(Collected data)
*** Block opens ***
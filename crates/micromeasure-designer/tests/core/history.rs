use micromeasure_core::EditorSettings;
use micromeasure_designer::{
    EditorState, LineKind, MeasureEllipse, MeasureLine, MeasureRectangle, MeasurementShape,
    Point, PropertyValue, Shape, ShapeParams, StructureRegistry,
};

#[derive(Debug, Clone, PartialEq)]
struct Snapshot {
    shapes: Vec<(u64, ShapeParams, bool)>,
    structures: StructureRegistry,
    origin: Point,
}

fn snapshot(state: &EditorState) -> Snapshot {
    Snapshot {
        shapes: state
            .shapes
            .iter()
            .map(|obj| (obj.id, obj.shape.save(), obj.visible))
            .collect(),
        structures: state.structures.clone(),
        origin: state.origin,
    }
}

fn p(x: f64, y: f64) -> Point {
    Point::new(x, y)
}

type Op = fn(&mut EditorState);

fn operations() -> Vec<Op> {
    vec![
        |s| {
            let rect = MeasureRectangle::new(p(10.0, 10.0), 8.0, 4.0, 0.0);
            s.add_shape(Shape::Rectangle(rect), None).unwrap();
        },
        |s| {
            let ellipse = MeasureEllipse::new(p(30.0, 30.0), 6.0, 3.0, 0.5);
            s.add_shape(Shape::Ellipse(ellipse), Some("cells")).unwrap();
        },
        |s| s.set_origin(p(5.0, 5.0)),
        |s| {
            s.update_shape_property(1, "width", PropertyValue::Scalar(12.0))
                .unwrap();
        },
        |s| {
            let line = MeasureLine::new(LineKind::MultiLine, vec![p(0.0, 0.0), p(10.0, 0.0)]);
            s.add_shape(Shape::Line(line), Some("fibres")).unwrap();
        },
        |s| {
            s.insert_point(3, 2, p(10.0, 10.0)).unwrap();
        },
        |s| {
            s.remove_point(3, 0).unwrap();
        },
        |s| s.hide_all_shapes(),
        |s| s.rename_structure("cells", "nuclei").unwrap(),
        |s| s.delete_shape(2).unwrap(),
        |s| s.show_all_shapes(),
        |s| s.delete_all_shapes(),
    ]
}

#[test]
fn test_undo_and_redo_walk_back_through_every_state() {
    let mut state = EditorState::new();
    let mut states = vec![snapshot(&state)];
    for op in operations() {
        op(&mut state);
        states.push(snapshot(&state));
    }
    assert_eq!(state.undo_depth(), operations().len());

    for expected in states.iter().rev().skip(1) {
        assert!(state.undo());
        assert_eq!(&snapshot(&state), expected);
    }
    assert!(!state.undo());

    for expected in states.iter().skip(1) {
        assert!(state.redo());
        assert_eq!(&snapshot(&state), expected);
    }
    assert!(!state.redo());
}

#[test]
fn test_new_command_clears_redo() {
    let mut state = EditorState::new();
    state.set_origin(p(1.0, 1.0));
    state.set_origin(p(2.0, 2.0));
    state.undo();
    assert!(state.can_redo());

    state.set_origin(p(3.0, 3.0));
    assert!(!state.can_redo());
    assert_eq!(state.undo_depth(), 2);
}

#[test]
fn test_depth_limit_drops_oldest_commands() {
    let mut state = EditorState::new();
    let mut settings = EditorSettings::default();
    settings.history.max_depth = 3;
    state.set_settings(settings);

    for i in 1..=5 {
        state.set_origin(p(i as f64, 0.0));
    }
    assert_eq!(state.undo_depth(), 3);
    while state.undo() {}
    assert_eq!(state.origin, p(2.0, 0.0));
}

#[test]
fn test_command_names() {
    let mut state = EditorState::new();
    let rect = MeasureRectangle::new(p(10.0, 10.0), 8.0, 4.0, 0.0);
    let id = state.add_shape(Shape::Rectangle(rect), None).unwrap();
    assert_eq!(state.undo_name(), Some("Create Shape"));
    state.delete_shape(id).unwrap();
    assert_eq!(state.undo_name(), Some("Delete Shape"));
    state.undo();
    assert_eq!(state.redo_name(), Some("Delete Shape"));
}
*** Block closes ***
REQUIRED ACTION: Please find each line in the records above that holds the word "PropertyValue", and copy it.

FINAL ANSWER:
    Point, PropertyValue, Shape, ShapeParams, StructureRegistry,
            s.update_shape_property(1, "width", PropertyValue::Scalar(12.0))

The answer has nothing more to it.